Cuentos del cuartel maldito: de sueños y afanes
J.M.Rodríguez
En un grosero muelle que servía de atracadero terminó la alucinante remontada del río. Lo habían construido sobre el barro hediondo a hidrocarburos que cubría la orilla. El expatriado niño descendió, aprensivo, por el entablado que hacía las veces de escalerilla. Un poco más allá, en un puesto de control, un grupo de guardias con mauser al hombro y espadón en la mano, formaban un áspero comité de recepción.
Movían el largo cuchillo como un péndulo sobre el piso, levantando chirridos al cemento. Tal aspaviento amenazante, común en tiempos de charreteras, formaba parte del espectáculo que disimulaba la ligereza del negociado con los poderes que mueven el petróleo. Superada la coreográfica de la intimidación penetraron en el paisaje de la modernidad subordinada.
Caminaban por una trocha embarrialada que rodeaba la planta refinadora llena de torres y tubos que, como falos, escupían las espesuras blancas provocadas por esa gran vagina industrial. La trocha pasaba luego por un caserío con techos de zinc oxidado y de palmas resecas, para llegar a los impecables portones del campamento de la Standard Oil, la novedosa ciudadela de la ocupación.
Los distritos petroleros no se andan con remilgos para extraviar la soberanía. Alguien, con vocación de guía turística, explicaba a los caminantes que el cercado existente no era barrera defensiva, sino vitrina para que los nativos aprendieran del progreso. Era la pretenciosa caracterización de aquel enclave de casas metalizadas, levantadas del suelo para protegerlas de emanaciones y alimañas, sin calles que las sujetaran a la tradicional vecindad.
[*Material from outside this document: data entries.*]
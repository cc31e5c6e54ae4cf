//! Terminal output helpers

use std::fmt::Display;
use std::time::Duration;

use chrono::{DateTime, Utc};
use console::{style, Style, StyledObject};

use sentinel_core::types::TestStatus;

fn mark<D: Display>(icon: StyledObject<&str>, message: D) -> String {
    format!("{} {}", icon, message)
}

/// Print a success message
pub fn success(message: &str) {
    println!("{}", mark(style("✓").green().bold(), message));
}

/// Print an error message to stderr
pub fn error(message: &str) {
    eprintln!("{}", mark(style("✗").red().bold(), message));
}

/// Print a warning message
pub fn warning(message: &str) {
    println!("{}", mark(style("!").yellow().bold(), message));
}

/// Print an info message
pub fn info(message: &str) {
    println!("{}", mark(style("→").blue(), message));
}

pub fn header(text: &str) -> String {
    style(text).bold().to_string()
}

/// Indented `key: value` line
pub fn key_value(key: &str, value: &str) -> String {
    format!("  {}: {}", style(key).dim(), value)
}

pub fn path_style() -> Style {
    Style::new().cyan()
}

/// Icon for a test status
pub fn status_icon(status: TestStatus) -> String {
    let icon = match status {
        TestStatus::Passed => style("✓").green().bold(),
        TestStatus::Failed => style("✗").red().bold(),
        TestStatus::Skipped => style("-").yellow(),
        TestStatus::Running => style("…").dim(),
    };
    icon.to_string()
}

/// `3 passed, 1 failed, 0 skipped`
pub fn counts(passed: usize, failed: usize, skipped: usize) -> String {
    format!("{} passed, {} failed, {} skipped", passed, failed, skipped)
}

/// Seconds with the given precision, e.g. `1.25s`
pub fn seconds(duration: Duration, precision: usize) -> String {
    format!("{:.*}s", precision, duration.as_secs_f64())
}

pub fn timestamp(time: DateTime<Utc>) -> String {
    time.format("%Y-%m-%d %H:%M:%S").to_string()
}

/// How long a strategy trusts a passing result
pub fn cache_window(window: Option<Duration>) -> String {
    match window {
        Some(window) => format!("{}s cache window", window.as_secs()),
        None => "no cache".to_string(),
    }
}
Parecían flotar en el amplio prado impecablemente recortado, salpicado por impúdicas cayenas rojas muy abiertas y macizos de palmas cimbradas. Los hombres que las habitaban, colorados de sol, con camisas blancas de mangas recortadas y corbatas pigmentadas sin moderación, eran “los americanos”. Grupos de mujeres, más bien pálidas, parloteaban a las puertas del economato. Sus faldas amplias y estampadas con pequeñas florecitas primaverales, otorgaban ambiente pastoral a esa estampa de celuloide.
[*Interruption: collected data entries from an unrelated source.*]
//! Cache management command

use std::path::Path;

use clap::{Args, Subcommand};
use console::style;

use sentinel_runner::cache::SNAPSHOT_FILE;

use crate::cli::{output, Cli, OutputFormat, Project};

/// Persistent result cache management
#[derive(Debug, Args)]
pub struct CacheCommand {
    #[command(subcommand)]
    pub action: CacheAction,
}

/// Cache subcommands
#[derive(Debug, Subcommand)]
pub enum CacheAction {
    /// Show cache statistics
    Status(CacheStatusCommand),
    /// Clear all cached results
    Clean(CacheCleanCommand),
}

/// Show cache statistics
#[derive(Debug, Args)]
pub struct CacheStatusCommand;

/// Clear all cached results
#[derive(Debug, Args)]
pub struct CacheCleanCommand;

impl CacheCommand {
    pub fn execute(&self, cli: &Cli) -> anyhow::Result<()> {
        match &self.action {
            CacheAction::Status(cmd) => cmd.execute(cli),
            CacheAction::Clean(cmd) => cmd.execute(cli),
        }
    }
}

impl CacheStatusCommand {
    fn execute(&self, cli: &Cli) -> anyhow::Result<()> {
        let project = Project::load()?;
        let cache_dir = project.cache_dir();

        if !cache_dir.join(SNAPSHOT_FILE).exists() {
            if cli.format == OutputFormat::Json {
                let result = serde_json::json!({
                    "cache_dir": cache_dir.display().to_string(),
                    "entries": 0,
                });
                println!("{}", serde_json::to_string_pretty(&result)?);
            } else if !cli.quiet {
                output::info(&format!(
                    "No persisted cache at {}",
                    output::path_style().apply_to(cache_dir.display())
                ));
            }
            return Ok(());
        }

        let cache = project.open_cache(project.config.cache.capacity, true)?;
        let stats = cache.stats();

        if cli.format == OutputFormat::Json {
            let mut result = serde_json::to_value(&stats)?;
            result["cache_dir"] = serde_json::Value::String(cache_dir.display().to_string());
            println!("{}", serde_json::to_string_pretty(&result)?);
        } else if !cli.quiet {
            println!("{}", output::header("Result Cache Status"));
            println!();
            println!(
                "{}",
                output::key_value(
                    "Location",
                    &output::path_style().apply_to(cache_dir.display()).to_string()
                )
            );
            println!(
                "{}",
                output::key_value(
                    "Entries",
                    &format!("{} / {}", stats.total_entries, stats.capacity)
                )
            );
            println!(
                "{}",
                output::key_value(
                    "Valid",
                    &format!(
                        "{} ({} invalidated)",
                        stats.valid_entries, stats.invalid_entries
                    )
                )
            );
            println!(
                "{}",
                output::key_value(
                    "Hit rate",
                    &style(format!("{:.0}%", stats.hit_rate * 100.0))
                        .yellow()
                        .to_string()
                )
            );
            if let (Some(oldest), Some(newest)) = (stats.oldest_entry, stats.newest_entry) {
                println!(
                    "{}",
                    output::key_value("Oldest", &output::timestamp(oldest))
                );
                println!(
                    "{}",
                    output::key_value("Newest", &output::timestamp(newest))
                );
            }
        }

        Ok(())
    }
}

impl CacheCleanCommand {
    fn execute(&self, cli: &Cli) -> anyhow::Result<()> {
        let project = Project::load()?;
        let cache_dir = project.cache_dir();
        let removed = remove_cache_dir(&cache_dir)?;

        if cli.format == OutputFormat::Json {
            let result = serde_json::json!({
                "cache_dir": cache_dir.display().to_string(),
                "removed": removed,
            });
            println!("{}", serde_json::to_string_pretty(&result)?);
        } else if !cli.quiet {
            if removed {
                output::success(&format!(
                    "Removed {}",
                    output::path_style().apply_to(cache_dir.display())
                ));
            } else {
                output::success("Cache directory does not exist.");
            }
        }

        Ok(())
    }
}

/// Delete the cache directory without reading the snapshot inside it
fn remove_cache_dir(cache_dir: &Path) -> std::io::Result<bool> {
    if !cache_dir.exists() {
        return Ok(false);
    }
    std::fs::remove_dir_all(cache_dir)?;
    tracing::info!(path = %cache_dir.display(), "removed cache directory");
    Ok(true)
}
Afuera quedaba el barro y los niños de piel oscura, desnudos como sus tiñosos perros, aferrando sus manos vacías a la cerca del desarrollo. Igual quedaba afuera, contenidos por el alambrado y sus recios custodios, los llegados desde diversos sitios del país: pescadores de las costas cercanas y campesinos de entristecidos conucos, sirios vendedores de telas en las calles, bodegueros afanados en levantar sus tendederos.
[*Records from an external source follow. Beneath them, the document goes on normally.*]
//! Execution strategies
//!
//! A strategy decides, per target, whether a cached result may stand in for
//! running it, and in which order the surviving targets are handed to the
//! test command.

use std::cmp::{Ordering, Reverse};
use std::time::Duration;

use chrono::{DateTime, Utc};
use tracing::debug;

use sentinel_core::types::{StrategyKind, TargetKind, TestStatus, TestTarget};

use crate::cache::{CachedResult, ResultCache};

/// Policy consulted by the scheduler before executing targets
pub trait ExecutionStrategy: Send {
    /// `true` means execute the target; `false` means its cached result may be reused
    fn should_run(&mut self, target: &TestTarget, cache: &ResultCache) -> bool;

    /// Reorder targets. Never adds or removes elements.
    fn order(&self, targets: Vec<TestTarget>) -> Vec<TestTarget>;

    /// Strategy name, used for reporting
    fn name(&self) -> &'static str {
        self.kind().as_str()
    }

    /// Which strategy this is
    fn kind(&self) -> StrategyKind;
}

/// Build the strategy for a kind
pub fn create_strategy(kind: StrategyKind) -> Box<dyn ExecutionStrategy> {
    match kind {
        StrategyKind::Aggressive => Box::new(AggressiveStrategy),
        StrategyKind::Conservative => Box::new(ConservativeStrategy),
        StrategyKind::WatchMode => Box::new(WatchModeStrategy::new()),
        StrategyKind::NoCache => Box::new(NoCacheStrategy),
    }
}

/// A passing result younger than `window`. Entries dated in the future count as fresh.
fn is_fresh_pass(cached: &CachedResult<sentinel_core::TestResult>, window: Duration) -> bool {
    if cached.result.status != TestStatus::Passed {
        return false;
    }
    Utc::now()
        .signed_duration_since(cached.cache_time)
        .to_std()
        .map_or(true, |age| age < window)
}

fn reuse_if_fresh(target: &TestTarget, cache: &ResultCache, kind: StrategyKind) -> bool {
    let Some(window) = kind.freshness_window() else {
        return true;
    };
    match cache.get(target) {
        Some(cached) if is_fresh_pass(&cached, window) => {
            debug!(target = %target, strategy = %kind, "reusing cached result");
            false
        }
        _ => true,
    }
}

fn by_priority_desc(a: &TestTarget, b: &TestTarget) -> Ordering {
    b.priority.cmp(&a.priority)
}

fn by_duration_asc(a: &TestTarget, b: &TestTarget) -> Ordering {
    a.estimated_duration.cmp(&b.estimated_duration)
}

/// Reuses passing results for five minutes; runs fast tests first within a priority
#[derive(Debug, Clone, Copy, Default)]
pub struct AggressiveStrategy;

impl ExecutionStrategy for AggressiveStrategy {
    fn should_run(&mut self, target: &TestTarget, cache: &ResultCache) -> bool {
        reuse_if_fresh(target, cache, self.kind())
    }

    fn order(&self, mut targets: Vec<TestTarget>) -> Vec<TestTarget> {
        targets.sort_by(|a, b| by_priority_desc(a, b).then_with(|| by_duration_asc(a, b)));
        targets
    }

    fn kind(&self) -> StrategyKind {
        StrategyKind::Aggressive
    }
}

/// Reuses passing results for one minute; packages before recursive runs
#[derive(Debug, Clone, Copy, Default)]
pub struct ConservativeStrategy;

impl ConservativeStrategy {
    fn kind_rank(kind: TargetKind) -> u8 {
        match kind {
            TargetKind::Package => 0,
            TargetKind::File => 1,
            TargetKind::Recursive => 2,
        }
    }
}

impl ExecutionStrategy for ConservativeStrategy {
    fn should_run(&mut self, target: &TestTarget, cache: &ResultCache) -> bool {
        reuse_if_fresh(target, cache, self.kind())
    }

    fn order(&self, mut targets: Vec<TestTarget>) -> Vec<TestTarget> {
        targets.sort_by(|a, b| {
            by_priority_desc(a, b)
                .then_with(|| Self::kind_rank(a.kind).cmp(&Self::kind_rank(b.kind)))
                .then_with(|| by_duration_asc(a, b))
        });
        targets
    }

    fn kind(&self) -> StrategyKind {
        StrategyKind::Conservative
    }
}

/// Strategy for continuous watch loops.
///
/// Besides the two-minute freshness window, a cached result is also reused
/// when it was stored after this strategy last decided to run something.
/// Every decision to run stamps the current time.
///
/// This makes the strategy stateful: the answer for a target depends on the
/// calls made before it. An instance must be confined to a single scheduling
/// loop. It is not synchronized, and `should_run` takes `&mut self` so the
/// borrow checker rejects sharing one instance across concurrent runs.
#[derive(Debug, Clone)]
pub struct WatchModeStrategy {
    last_execution_time: DateTime<Utc>,
}

impl WatchModeStrategy {
    /// Create a strategy whose last execution is now
    pub fn new() -> Self {
        Self {
            last_execution_time: Utc::now(),
        }
    }

    /// When this strategy last decided to run a target
    pub fn last_execution_time(&self) -> DateTime<Utc> {
        self.last_execution_time
    }
}

impl Default for WatchModeStrategy {
    fn default() -> Self {
        Self::new()
    }
}

impl ExecutionStrategy for WatchModeStrategy {
    fn should_run(&mut self, target: &TestTarget, cache: &ResultCache) -> bool {
        if let Some(cached) = cache.get(target) {
            let window = self
                .kind()
                .freshness_window()
                .unwrap_or(Duration::from_secs(2 * 60));
            if is_fresh_pass(&cached, window) {
                debug!(target = %target, "reusing fresh cached result");
                return false;
            }
            if cached.cache_time > self.last_execution_time {
                debug!(target = %target, "nothing ran since result was cached");
                return false;
            }
        }

        self.last_execution_time = Utc::now();
        true
    }

    fn order(&self, mut targets: Vec<TestTarget>) -> Vec<TestTarget> {
        targets.sort_by_key(|t| (Reverse(t.priority == 1), t.estimated_duration));
        targets
    }

    fn kind(&self) -> StrategyKind {
        StrategyKind::WatchMode
    }
}

/// Always runs; orders by priority only
#[derive(Debug, Clone, Copy, Default)]
pub struct NoCacheStrategy;

impl ExecutionStrategy for NoCacheStrategy {
    fn should_run(&mut self, _target: &TestTarget, _cache: &ResultCache) -> bool {
        true
    }

    fn order(&self, mut targets: Vec<TestTarget>) -> Vec<TestTarget> {
        targets.sort_by(by_priority_desc);
        targets
    }

    fn kind(&self) -> StrategyKind {
        StrategyKind::NoCache
    }
}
Llegaron también, como siempre, las putas, los mal vivientes y los fulleros disfrazados de burócratas o de gestores. Todos al servicio de esos cuellos colorados reconocidos como dueños y señores del territorio y su riqueza. Ningún cambio de gobernante modificó la vileza de esta relación ni puso fin a la acumulación de miseria producida por el millonario caudal petrolero que flotaba en las aguas de ese río.
El niño, conmovido por un bochorno sin explicación, iba metiendo todas estas imágenes en su desocupado archivo de vida. Con menos años que entereza asumió que había llegado al destino que se le asignó. Pasaba a ser uno más en la cornisa que separa la ciudadanía de la precariedad, y eso ya era bastante.